START Data for processing
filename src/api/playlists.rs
use axum::{
    Extension, Json,
    http::StatusCode,
    response::{IntoResponse, Response},
};

use crate::{api::ensure_authorized, management::SharedSession, warning};

pub async fn playlists(Extension(session): Extension<SharedSession>) -> Response {
    let (client, token) = match ensure_authorized(&session).await {
        Ok(authorized) => authorized,
        Err(rejection) => return rejection.into_response(),
    };

    match client.playlists(&token).await {
        Ok(body) => Json(body).into_response(),
        Err(e) => {
            warning!("Error fetching playlists: {}", e);
            (
                StatusCode::INTERNAL_SERVER_ERROR,
                "Failed to fetch playlists",
            )
                .into_response()
        }
    }
}
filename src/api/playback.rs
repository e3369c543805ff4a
use std::collections::HashMap;

use axum::{
    Extension, Json,
    extract::Query,
    http::StatusCode,
    response::{IntoResponse, Response},
};
use serde_json::Value;

use crate::{api::ensure_authorized, management::SharedSession, utils, warning};

pub async fn play(
    Query(params): Query<HashMap<String, String>>,
    Extension(session): Extension<SharedSession>,
    body: Option<Json<Value>>,
) -> Response {
    let body = body.map(|Json(value)| value);
    let uri = utils::required_param(&params, body.as_ref(), "uri");
    let device_id = utils::required_param(&params, body.as_ref(), "deviceId");

    let (Some(uri), Some(device_id)) = (uri, device_id) else {
        return (StatusCode::BAD_REQUEST, "URI and deviceId are required").into_response();
    };

    let (client, token) = match ensure_authorized(&session).await {
        Ok(authorized) => authorized,
        Err(rejection) => return rejection.into_response(),
    };

    match client.play(&token, &device_id, &uri).await {
        Ok(()) => (StatusCode::OK, "Playback started successfully").into_response(),
        Err(e) => {
            warning!("Error starting playback: {}", e);
            (
                StatusCode::INTERNAL_SERVER_ERROR,
                "Failed to start playback",
            )
                .into_response()
        }
    }
}

pub async fn stop(
    Query(params): Query<HashMap<String, String>>,
    Extension(session): Extension<SharedSession>,
    body: Option<Json<Value>>,
) -> Response {
    let body = body.map(|Json(value)| value);
    let Some(device_id) = utils::required_param(&params, body.as_ref(), "deviceId") else {
        return (StatusCode::BAD_REQUEST, "deviceId is required").into_response();
    };

    let (client, token) = match ensure_authorized(&session).await {
        Ok(authorized) => authorized,
        Err(rejection) => return rejection.into_response(),
    };

    match client.pause(&token, &device_id).await {
        Ok(()) => (StatusCode::OK, "Playback stopped successfully").into_response(),
        Err(e) => {
            warning!("Error stopping playback: {}", e);
            (StatusCode::INTERNAL_SERVER_ERROR, "Failed to stop playback").into_response()
        }
    }
}
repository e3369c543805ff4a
use std::collections::HashMap;

use serde_json::Value;

/// Looks up a required handler parameter in the JSON body first, then in the
/// query string. `/play` and `/stop` accept both forms; body values win.
pub fn required_param(
    query: &HashMap<String, String>,
    body: Option<&Value>,
    key: &str,
) -> Option<String> {
    if let Some(body) = body {
        if let Some(value) = body.get(key).and_then(|v| v.as_str()) {
            return Some(value.to_string());
        }
    }
    query.get(key).cloned()
}

/// Percent-encodes a space-separated scope list for use in the authorization
/// URL query string.
pub fn encode_scope(scope: &str) -> String {
    scope.split_whitespace().collect::<Vec<_>>().join("%20")
}
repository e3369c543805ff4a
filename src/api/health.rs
use axum::response::Json;
use serde_json::{Value, json};

pub async fn health() -> Json<Value> {
    Json(json!({
        "status": "ok",
        "version": env!("CARGO_PKG_VERSION")
    }))
}
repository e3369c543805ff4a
use serde::{Deserialize, Serialize};
use serde_json::Value;

#[derive(Debug, Clone, Serialize, Deserialize)]
pub struct Token {
    pub access_token: String,
    pub refresh_token: String,
}

#[derive(Debug, Clone, Serialize, Deserialize)]
pub struct Credentials {
    #[serde(rename = "CLIENT_ID")]
    pub client_id: String,
    #[serde(rename = "CLIENT_SECRET")]
    pub client_secret: String,
    #[serde(rename = "REDIRECT_URI")]
    pub redirect_uri: String,
}

#[derive(Debug, Clone)]
pub struct ApiEndpoints {
    pub auth_url: String,
    pub token_url: String,
    pub api_url: String,
    pub scope: String,
}

// Search responses are relayed as-is; only the `tracks.items` array is
// unwrapped, the track records themselves stay opaque.
#[derive(Debug, Clone, Serialize, Deserialize)]
pub struct SearchTracksResponse {
    pub tracks: TracksContainer,
}

#[derive(Debug, Clone, Serialize, Deserialize)]
pub struct TracksContainer {
    pub items: Vec<Value>,
}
END Data for processing
Reproduce the data in its entirety. Keep every character unchanged.

**Exercise solution**
filename src/api/playlists.rs
use axum::{
    Extension, Json,
    http::StatusCode,
    response::{IntoResponse, Response},
};

use crate::{api::ensure_authorized, management::SharedSession, warning};

pub async fn playlists(Extension(session): Extension<SharedSession>) -> Response {
    let (client, token) = match ensure_authorized(&session).await {
        Ok(authorized) => authorized,
        Err(rejection) => return rejection.into_response(),
    };

    match client.playlists(&token).await {
        Ok(body) => Json(body).into_response(),
        Err(e) => {
            warning!("Error fetching playlists: {}", e);
            (
                StatusCode::INTERNAL_SERVER_ERROR,
                "Failed to fetch playlists",
            )
                .into_response()
        }
    }
}
filename src/api/playback.rs
repository e3369c543805ff4a
use std::collections::HashMap;

use axum::{
    Extension, Json,
    extract::Query,
    http::StatusCode,
    response::{IntoResponse, Response},
};
use serde_json::Value;

use crate::{api::ensure_authorized, management::SharedSession, utils, warning};

pub async fn play(
    Query(params): Query<HashMap<String, String>>,
    Extension(session): Extension<SharedSession>,
    body: Option<Json<Value>>,
) -> Response {
    let body = body.map(|Json(value)| value);
    let uri = utils::required_param(&params, body.as_ref(), "uri");
    let device_id = utils::required_param(&params, body.as_ref(), "deviceId");

    let (Some(uri), Some(device_id)) = (uri, device_id) else {
        return (StatusCode::BAD_REQUEST, "URI and deviceId are required").into_response();
    };

    let (client, token) = match ensure_authorized(&session).await {
        Ok(authorized) => authorized,
        Err(rejection) => return rejection.into_response(),
    };

    match client.play(&token, &device_id, &uri).await {
        Ok(()) => (StatusCode::OK, "Playback started successfully").into_response(),
        Err(e) => {
            warning!("Error starting playback: {}", e);
            (
                StatusCode::INTERNAL_SERVER_ERROR,
                "Failed to start playback",
            )
                .into_response()
        }
    }
}

pub async fn stop(
    Query(params): Query<HashMap<String, String>>,
    Extension(session): Extension<SharedSession>,
    body: Option<Json<Value>>,
) -> Response {
    let body = body.map(|Json(value)| value);
    let Some(device_id) = utils::required_param(&params, body.as_ref(), "deviceId") else {
        return (StatusCode::BAD_REQUEST, "deviceId is required").into_response();
    };

    let (client, token) = match ensure_authorized(&session).await {
        Ok(authorized) => authorized,
        Err(rejection) => return rejection.into_response(),
    };

    match client.pause(&token, &device_id).await {
        Ok(()) => (StatusCode::OK, "Playback stopped successfully").into_response(),
        Err(e) => {
            warning!("Error stopping playback: {}", e);
            (StatusCode::INTERNAL_SERVER_ERROR, "Failed to stop playback").into_response()
        }
    }
}
repository e3369c543805ff4a
use std::collections::HashMap;

use serde_json::Value;

/// Looks up a required handler parameter in the JSON body first, then in the
/// query string. `/play` and `/stop` accept both forms; body values win.
pub fn required_param(
    query: &HashMap<String, String>,
    body: Option<&Value>,
    key: &str,
) -> Option<String> {
    if let Some(body) = body {
        if let Some(value) = body.get(key).and_then(|v| v.as_str()) {
            return Some(value.to_string());
        }
    }
    query.get(key).cloned()
}

/// Percent-encodes a space-separated scope list for use in the authorization
/// URL query string.
pub fn encode_scope(scope: &str) -> String {
    scope.split_whitespace().collect::<Vec<_>>().join("%20")
}
repository e3369c543805ff4a
filename src/api/health.rs
use axum::response::Json;
use serde_json::{Value, json};

pub async fn health() -> Json<Value> {
    Json(json!({
        "status": "ok",
        "version": env!("CARGO_PKG_VERSION")
    }))
}
repository e3369c543805ff4a
use serde::{Deserialize, Serialize};
use serde_json::Value;

#[derive(Debug, Clone, Serialize, Deserialize)]
pub struct Token {
    pub access_token: String,
    pub refresh_token: String,
}

#[derive(Debug, Clone, Serialize, Deserialize)]
pub struct Credentials {
    #[serde(rename = "CLIENT_ID")]
    pub client_id: String,
    #[serde(rename = "CLIENT_SECRET")]
    pub client_secret: String,
    #[serde(rename = "REDIRECT_URI")]
    pub redirect_uri: String,
}

#[derive(Debug, Clone)]
pub struct ApiEndpoints {
    pub auth_url: String,
    pub token_url: String,
    pub api_url: String,
    pub scope: String,
}

// Search responses are relayed as-is; only the `tracks.items` array is
// unwrapped, the track records themselves stay opaque.
#[derive(Debug, Clone, Serialize, Deserialize)]
pub struct SearchTracksResponse {
    pub tracks: TracksContainer,
}

#[derive(Debug, Clone, Serialize, Deserialize)]
pub struct TracksContainer {
    pub items: Vec<Value>,
}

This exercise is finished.